Communications Satellites Technology
- details of the technology behind communications satellites - how they work and the elements within them.
Communications satellites are used within a variety of different applications.
These range from large scale telecommunications satellites sued for maintaining data links over large distances, to those used for smaller scale communications applications
Communications satellite subsystems
Communications satellites comprise a number of elements. Typically they incorporate the following main elements:
- Communication Payload: This could be considered to be the main element of the communications satellite. It consists of transponders, antenna, and switching systems
- Engines: These are used to bring the satellite to its required
- Station Keeping Tracking: This subsystem incorporates a stabilisation system and small propulsion system to maintain the orientation and correct orbit during the operational life of the satellite.
- Power subsystem: The power subsystem of the communications satellite is used to power the satellite systems. It normally contains two elements:
- Solar cells: These are used to provide power when the satellite is in sunlight. These normally consist of large arrays of solar cells often on extended arms. Some satellites may just be covered in solar cells to reduce the overall footprint of the satellite.
- Batteries: Batteries are required to power the satellite when it is in an area of darkness such as when it passes the dark side of the earth, or during solar eclipses.
- Command & Control: This sub-system maintains communications with ground control stations. The ground earth stations continually monitor the satellite state and health and control its functionality. This will vary over different phases of its life-cycle. At end of life it may be necessary to place the satellite into a different orbit, or even send it into outer space where it will not clutter the orbit.

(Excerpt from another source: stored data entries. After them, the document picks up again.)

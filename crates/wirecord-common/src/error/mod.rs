//! Error taxonomy shared by every session layer

mod error_class;

pub use error_class::{Classify, ErrorClass};
//! Shared unit-test doubles

use std::sync::Arc;

use async_trait::async_trait;
use parking_lot::Mutex;
use serde_json::Value;
use tokio_util::sync::CancellationToken;
use wirecord_common::ClientConfig;
use wirecord_core::Snowflake;
use wirecord_voice::CommandAudioSource;

use crate::rest::{GatewayBot, RestClient, RestError};
use crate::session::GatewaySession;

#[derive(Debug, Default)]
struct MockState {
    message: Option<Value>,
    member: Option<Value>,
    calls: Vec<String>,
}

/// In-memory REST client recording every call
#[derive(Debug, Clone, Default)]
pub struct MockRest {
    state: Arc<Mutex<MockState>>,
}

impl MockRest {
    pub fn new() -> Self {
        Self::default()
    }

    pub fn with_message(self, message: Value) -> Self {
        self.state.lock().message = Some(message);
        self
    }

    pub fn with_member(self, member: Value) -> Self {
        self.state.lock().member = Some(member);
        self
    }

    pub fn calls(&self) -> Vec<String> {
        self.state.lock().calls.clone()
    }

    fn record(&self, call: String) {
        self.state.lock().calls.push(call);
    }
}

fn not_found() -> RestError {
    RestError::Status {
        status: 404,
        body: r#"{"message": "Unknown"}"#.to_string(),
    }
}

#[async_trait]
impl RestClient for MockRest {
    async fn gateway_bot(&self) -> Result<GatewayBot, RestError> {
        self.record("gateway_bot".to_string());
        Err(not_found())
    }

    async fn create_message(&self, channel_id: Snowflake, body: &Value) -> Result<Value, RestError> {
        self.record(format!("create_message {channel_id}"));
        Ok(body.clone())
    }

    async fn interaction_callback(&self, interaction_id: Snowflake, token: &str, _body: &Value) -> Result<(), RestError> {
        self.record(format!("interaction_callback {interaction_id} {token}"));
        Ok(())
    }

    async fn get_message(&self, channel_id: Snowflake, message_id: Snowflake) -> Result<Value, RestError> {
        self.record(format!("get_message {channel_id} {message_id}"));
        self.state.lock().message.clone().ok_or_else(not_found)
    }

    async fn get_member(&self, guild_id: Snowflake, user_id: Snowflake) -> Result<Value, RestError> {
        self.record(format!("get_member {guild_id} {user_id}"));
        self.state.lock().member.clone().ok_or_else(not_found)
    }
}

pub fn test_config() -> ClientConfig {
    ClientConfig::from_source(|key| (key == "BOT_TOKEN").then(|| "test-token".to_string())).unwrap()
}

/// An undialed session backed by `rest`
pub fn session_with(rest: MockRest) -> GatewaySession {
    let owner = CancellationToken::new();
    GatewaySession::new(
        test_config(),
        Arc::new(rest),
        Arc::new(CommandAudioSource::new("true")),
        &owner,
    )
}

Satellite communications basics
When used for communications, a satellite acts as a repeater. Its height above the Earth means that signals can be transmitted over distances that are very much greater than the line of sight. An earth station transmits the signal up to the satellite. This is called the up-link and is transmitted on one frequency. The satellite receives the signal and retransmits it on what is termed the down link which is on another frequency.

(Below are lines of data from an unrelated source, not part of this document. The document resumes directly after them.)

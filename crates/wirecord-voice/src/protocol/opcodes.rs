//! Voice operation codes

use serde::{Deserialize, Deserializer, Serialize, Serializer};

/// Voice websocket op codes
#[derive(Debug, Clone, Copy, PartialEq, Eq, Hash)]
#[repr(u8)]
pub enum VoiceOpCode {
    /// Begin a voice session (client only)
    Identify = 0,
    /// Select the media protocol and report the discovered address (client only)
    SelectProtocol = 1,
    /// SSRC, media address and supported encryption modes (server only)
    Ready = 2,
    /// Keep the connection alive; carries a nonce (client only)
    Heartbeat = 3,
    /// Negotiated encryption mode and secret key (server only)
    SessionDescription = 4,
    /// Speaking state (client/server)
    Speaking = 5,
    /// Heartbeat acknowledged (server only)
    HeartbeatAck = 6,
    /// Resume a dropped connection (client only)
    Resume = 7,
    /// Sent on connect with the heartbeat interval (server only)
    Hello = 8,
    /// Resume acknowledged (server only)
    Resumed = 9,
    /// Another client left the call (server only)
    ClientDisconnect = 13,
}

impl VoiceOpCode {
    /// Create a `VoiceOpCode` from a raw integer value
    #[must_use]
    pub fn from_u8(value: u8) -> Option<Self> {
        match value {
            0 => Some(Self::Identify),
            1 => Some(Self::SelectProtocol),
            2 => Some(Self::Ready),
            3 => Some(Self::Heartbeat),
            4 => Some(Self::SessionDescription),
            5 => Some(Self::Speaking),
            6 => Some(Self::HeartbeatAck),
            7 => Some(Self::Resume),
            8 => Some(Self::Hello),
            9 => Some(Self::Resumed),
            13 => Some(Self::ClientDisconnect),
            _ => None,
        }
    }

    #[must_use]
    pub const fn as_u8(self) -> u8 {
        self as u8
    }

    /// Check if this op code can be sent by the client
    #[must_use]
    pub const fn is_client_op(self) -> bool {
        matches!(
            self,
            Self::Identify | Self::SelectProtocol | Self::Heartbeat | Self::Speaking | Self::Resume
        )
    }

    #[must_use]
    pub const fn name(self) -> &'static str {
        match self {
            Self::Identify => "Identify",
            Self::SelectProtocol => "SelectProtocol",
            Self::Ready => "Ready",
            Self::Heartbeat => "Heartbeat",
            Self::SessionDescription => "SessionDescription",
            Self::Speaking => "Speaking",
            Self::HeartbeatAck => "HeartbeatAck",
            Self::Resume => "Resume",
            Self::Hello => "Hello",
            Self::Resumed => "Resumed",
            Self::ClientDisconnect => "ClientDisconnect",
        }
    }
}

impl Serialize for VoiceOpCode {
    fn serialize<S>(&self, serializer: S) -> Result<S::Ok, S::Error>
    where
        S: Serializer,
    {
        serializer.serialize_u8(self.as_u8())
    }
}

impl<'de> Deserialize<'de> for VoiceOpCode {
    fn deserialize<D>(deserializer: D) -> Result<Self, D::Error>
    where
        D: Deserializer<'de>,
    {
        let value = u8::deserialize(deserializer)?;
        Self::from_u8(value).ok_or_else(|| serde::de::Error::custom(format!("invalid voice op code: {value}")))
    }
}

impl std::fmt::Display for VoiceOpCode {
    fn fmt(&self, f: &mut std::fmt::Formatter<'_>) -> std::fmt::Result {
        write!(f, "{} ({})", self.name(), self.as_u8())
    }
}

#[cfg(test)]
mod tests {
    use super::*;

    #[test]
    fn test_opcode_from_u8() {
        assert_eq!(VoiceOpCode::from_u8(0), Some(VoiceOpCode::Identify));
        assert_eq!(VoiceOpCode::from_u8(2), Some(VoiceOpCode::Ready));
        assert_eq!(VoiceOpCode::from_u8(4), Some(VoiceOpCode::SessionDescription));
        assert_eq!(VoiceOpCode::from_u8(8), Some(VoiceOpCode::Hello));
        assert_eq!(VoiceOpCode::from_u8(9), Some(VoiceOpCode::Resumed));
        assert_eq!(VoiceOpCode::from_u8(13), Some(VoiceOpCode::ClientDisconnect));
        assert_eq!(VoiceOpCode::from_u8(10), None);
        assert_eq!(VoiceOpCode::from_u8(255), None);
    }

    #[test]
    fn test_client_ops() {
        assert!(VoiceOpCode::Identify.is_client_op());
        assert!(VoiceOpCode::Heartbeat.is_client_op());
        assert!(VoiceOpCode::Speaking.is_client_op());
        assert!(!VoiceOpCode::Hello.is_client_op());
        assert!(!VoiceOpCode::SessionDescription.is_client_op());
    }

    #[test]
    fn test_opcode_serialization() {
        assert_eq!(serde_json::to_string(&VoiceOpCode::Hello).unwrap(), "8");
        let op: VoiceOpCode = serde_json::from_str("1").unwrap();
        assert_eq!(op, VoiceOpCode::SelectProtocol);
        assert!(serde_json::from_str::<VoiceOpCode>("42").is_err());
    }

    #[test]
    fn test_opcode_display() {
        assert_eq!(VoiceOpCode::Ready.to_string(), "Ready (2)");
    }
}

The circuitry in the satellite that acts as the receiver, frequency changer, and transmitter is called a transponder. This basically consists of a low noise amplifier, a frequency changer consisting a mixer and local oscillator, and then a high power amplifier. The filter on the input is used to make sure that any out of band signals such as the transponder output are reduced to acceptable levels so that the amplifier is not overloaded. Similarly the output from the amplifiers is filtered to make sure that spurious signals are reduced to acceptable levels. Figures used in here are the same as those mentioned earlier, and are only given as an example. The signal is received and amplified to a suitable level. It is then applied to the mixer to change the frequency in the same way that occurs in a superheterodyne radio receiver. As a result the communications satellite receives in one band of frequencies and transmits in another.
In view of the fact that the receiver and transmitter are operating at the same time and in close proximity, care has to be taken in the design of the satellite that the transmitter does not interfere with the receiver. This might result from spurious signals arising from the transmitter, or the receiver may become de-sensitised by the strong signal being received from the transmitter. The filters already mentioned are used to reduce these effects.
Block diagram of a basic satellite transponder
Signals transmitted to satellites usually consist of a large number of signals multiplexed onto a main transmission. In this way one transmission from the ground can carry a large number of telephone circuits or even a number of television signals. This approach is operationally far more effective than having a large number of individual transmitters.
Obviously one satellite will be unable to carry all the traffic across the Atlantic. Further capacity can be achieved using several satellites on different bands, or by physically separating them apart from one another. In this way the beamwidth of the antenna can be used to distinguish between different satellites. Normally antennas with very high gains are used, and these have very narrow beamwidths, allowing satellites to be separated by just a few degrees.
Separating satellites by position
Satellite communications channel characteristics
Satellite communications links need to be designed to enable the inherent link characteristics to be accommodated:
- Propagation delay - latency: In view of the altitude of many satellites - those in geostationary orbit - there are significant propagation delays. This can affect signalling and extended timeout windows may be required to accommodate the latency of the system.
- Limited bandwidth: Bandwidth is an issue for all users of the radio spectrum. Some satellites are affected more than others. Accordingly many systems will require to use the available bandwidth very effectively. Data compression schemes are normally used.
- Noise: The path length and the fact that power levels are limited, especially on the satellite means that signals do not operate with a large margins. To overcome this, directive antennas are normally employed. However in addition to this robust error correction techniques are normally required for data transmission.